(Saved entries)
·····
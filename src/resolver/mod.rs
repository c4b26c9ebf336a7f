//! Dependency and conflict resolution for tool selections
//!
//! This module handles:
//! - Conflict detection among selected tools ([`conflicts`])
//! - Dependency-first install ordering ([`sort`])
//! - Cycle detection and catalog validation ([`validation`])
//! - Derived graph views: closures, reverse dependencies, suggestions ([`graph`])
//!
//! Everything here is pure: no I/O, no privileged commands. A [`Resolver`]
//! borrows an explicit catalog handle, so several catalogs can coexist.

pub mod conflicts;
pub mod graph;
pub mod sort;
pub mod validation;

pub use conflicts::Conflict;
pub use graph::DependencyGraph;
pub use validation::ValidationReport;

use crate::catalog::{Catalog, Tool};
use crate::error::{Result, unknown_tool};

/// Outcome of [`Resolver::resolve`]
#[derive(Debug, Clone)]
pub struct Resolution<'a> {
    /// Tools in install order; empty whenever `conflicts` is not
    pub install_order: Vec<&'a Tool>,
    pub conflicts: Vec<Conflict>,
}

impl<'a> Resolution<'a> {
    pub fn is_blocked(&self) -> bool {
        !self.conflicts.is_empty()
    }

    pub fn install_order_ids(&self) -> Vec<&'a str> {
        self.install_order.iter().map(|&t| t.id.as_str()).collect()
    }
}

/// Resolver over one catalog
#[derive(Debug, Clone, Copy)]
pub struct Resolver<'a> {
    catalog: &'a Catalog,
}

impl<'a> Resolver<'a> {
    pub fn new(catalog: &'a Catalog) -> Self {
        Self { catalog }
    }

    /// Look up selected ids, failing on the first unknown id.
    pub fn select<S: AsRef<str>>(&self, ids: &[S]) -> Result<Vec<&'a Tool>> {
        ids.iter()
            .map(|id| {
                let id = id.as_ref();
                self.catalog.get(id).ok_or_else(|| unknown_tool(id))
            })
            .collect()
    }

    /// Resolve a selection into an install order.
    ///
    /// Conflicts short-circuit: when any are found no order is computed.
    pub fn resolve(&self, selected: &[&'a Tool]) -> Resolution<'a> {
        let conflicts = conflicts::detect_conflicts(selected);
        if !conflicts.is_empty() {
            tracing::debug!(count = conflicts.len(), "selection has conflicts");
            return Resolution {
                install_order: Vec::new(),
                conflicts,
            };
        }

        let install_order = sort::install_order(self.catalog, selected);
        tracing::debug!(
            order = ?install_order.iter().map(|t| t.id.as_str()).collect::<Vec<_>>(),
            "resolved install order"
        );
        Resolution {
            install_order,
            conflicts,
        }
    }

    pub fn all_dependencies(&self, tool: &Tool) -> Vec<&'a Tool> {
        graph::all_dependencies(self.catalog, tool)
    }

    pub fn has_circular_dependency(&self, tool: &Tool) -> bool {
        validation::has_circular_dependency(self.catalog, tool)
    }

    pub fn reverse_dependencies(&self, tool_id: &str) -> Vec<&'a Tool> {
        graph::reverse_dependencies(self.catalog, tool_id)
    }

    pub fn validate(&self) -> ValidationReport {
        validation::validate_configuration(self.catalog)
    }

    pub fn dependency_graph(tools: &[&Tool]) -> DependencyGraph {
        graph::build_dependency_graph(tools)
    }

    pub fn suggest_additional_tools(&self, selected: &[&Tool]) -> Vec<&'a Tool> {
        graph::suggest_additional_tools(self.catalog, selected)
    }
}
//! Uninstall operation
//!
//! Removes a single tool. Reverse dependencies are not removed with it;
//! callers that care can ask the resolver first.

use super::{ToolResult, authorize};
use crate::backend::PackageBackend;
use crate::catalog::Catalog;
use crate::error::{Result, tool_not_installed, unknown_tool};
use crate::privilege::{Credential, OutputChunk, PrivilegedExecutor};
use crate::progress::{ProgressEvent, ProgressSink, ProgressStatus};

pub struct UninstallOperation<'a> {
    catalog: &'a Catalog,
    executor: &'a dyn PrivilegedExecutor,
    backend: &'a dyn PackageBackend,
}

impl<'a> UninstallOperation<'a> {
    pub fn new(
        catalog: &'a Catalog,
        executor: &'a dyn PrivilegedExecutor,
        backend: &'a dyn PackageBackend,
    ) -> Self {
        Self {
            catalog,
            executor,
            backend,
        }
    }

    /// Remove `tool_id`'s packages.
    ///
    /// A tool that is not installed is an error and nothing runs. A removal
    /// that fails is reported in the returned result.
    pub fn execute(
        &self,
        tool_id: &str,
        credential: &Credential,
        sink: &mut dyn ProgressSink,
    ) -> Result<ToolResult> {
        let tool = self.catalog.get(tool_id).ok_or_else(|| unknown_tool(tool_id))?;
        authorize(self.executor, credential)?;

        let packages = self.backend.effective_packages(&tool.package);
        if !self.backend.is_installed(&packages) {
            return Err(tool_not_installed(tool_id));
        }

        sink.event(&ProgressEvent::new(
            &tool.id,
            ProgressStatus::Uninstalling,
            0,
            1,
            format!("Uninstalling {}...", tool.name),
        ));

        let mut on_chunk = |chunk: &OutputChunk| sink.output(&chunk.data);
        let removed = self.backend.remove(&packages, credential, &mut on_chunk);

        let result = match removed {
            Ok(()) => ToolResult {
                tool_id: tool.id.clone(),
                name: tool.name.clone(),
                success: true,
                message: format!("Successfully uninstalled {}", packages.join(" ")),
            },
            Err(e) => {
                tracing::warn!(tool = %tool.id, error = %e, "uninstall failed");
                ToolResult {
                    tool_id: tool.id.clone(),
                    name: tool.name.clone(),
                    success: false,
                    message: e.to_string(),
                }
            }
        };

        let (status, message) = if result.success {
            (ProgressStatus::Completed, format!("{} uninstalled successfully", tool.name))
        } else {
            (ProgressStatus::Failed, format!("Failed to uninstall {}", tool.name))
        };
        sink.event(&ProgressEvent::new(&tool.id, status, 1, 1, message));
        sink.finish();

        Ok(result)
    }
}

#[cfg(test)]
mod tests {
    use super::*;
    use crate::backend::testing::FakeBackend;
    use crate::catalog::Tool;
    use crate::error::DevsetupError;
    use crate::privilege::testing::ScriptedExecutor;
    use crate::progress::testing::RecordingSink;

    fn catalog() -> Catalog {
        Catalog::from_tools(vec![
            Tool::new("git", "Git", "git"),
            Tool::new("python", "Python", "python3 python3-pip"),
        ])
        .unwrap()
    }

    #[test]
    fn test_uninstall_installed_tool() {
        let catalog = catalog();
        let executor = ScriptedExecutor::accepting("pw");
        let backend = FakeBackend::with_installed(&["python3", "python3-pip"]);
        let mut sink = RecordingSink::default();

        let op = UninstallOperation::new(&catalog, &executor, &backend);
        let result = op.execute("python", &Credential::new("pw"), &mut sink).unwrap();

        assert!(result.success);
        assert_eq!(backend.calls(), vec!["remove python3 python3-pip"]);
        assert_eq!(
            sink.statuses(),
            vec![
                ("python".to_string(), ProgressStatus::Uninstalling),
                ("python".to_string(), ProgressStatus::Completed),
            ]
        );
    }

    #[test]
    fn test_uninstall_not_installed() {
        let catalog = catalog();
        let executor = ScriptedExecutor::accepting("pw");
        let backend = FakeBackend::default();
        let mut sink = RecordingSink::default();

        let op = UninstallOperation::new(&catalog, &executor, &backend);
        let result = op.execute("git", &Credential::new("pw"), &mut sink);

        assert!(matches!(result, Err(DevsetupError::ToolNotInstalled { .. })));
        assert!(backend.calls().is_empty());
        assert!(sink.events.is_empty());
    }

    #[test]
    fn test_uninstall_bad_credential() {
        let catalog = catalog();
        let executor = ScriptedExecutor::accepting("pw");
        let backend = FakeBackend::with_installed(&["git"]);
        let mut sink = RecordingSink::default();

        let op = UninstallOperation::new(&catalog, &executor, &backend);
        let result = op.execute("git", &Credential::new("nope"), &mut sink);

        assert!(matches!(result, Err(DevsetupError::InvalidCredential)));
        assert!(backend.calls().is_empty());
    }

    #[test]
    fn test_uninstall_failure_is_a_result() {
        let catalog = catalog();
        let executor = ScriptedExecutor::accepting("pw");
        let backend = FakeBackend::with_installed(&["git"]).breaking("git");
        let mut sink = RecordingSink::default();

        let op = UninstallOperation::new(&catalog, &executor, &backend);
        let result = op.execute("git", &Credential::new("pw"), &mut sink).unwrap();

        assert!(!result.success);
        assert_eq!(sink.events.last().map(|e| e.status), Some(ProgressStatus::Failed));
    }

    #[test]
    fn test_uninstall_unknown_tool() {
        let catalog = catalog();
        let executor = ScriptedExecutor::accepting("pw");
        let backend = FakeBackend::default();
        let mut sink = RecordingSink::default();

        let op = UninstallOperation::new(&catalog, &executor, &backend);
        assert!(matches!(
            op.execute("ghost", &Credential::new("pw"), &mut sink),
            Err(DevsetupError::UnknownTool { .. })
        ));
    }
}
·····
State the number of lines in the data that include the string "first", and add nothing else.

3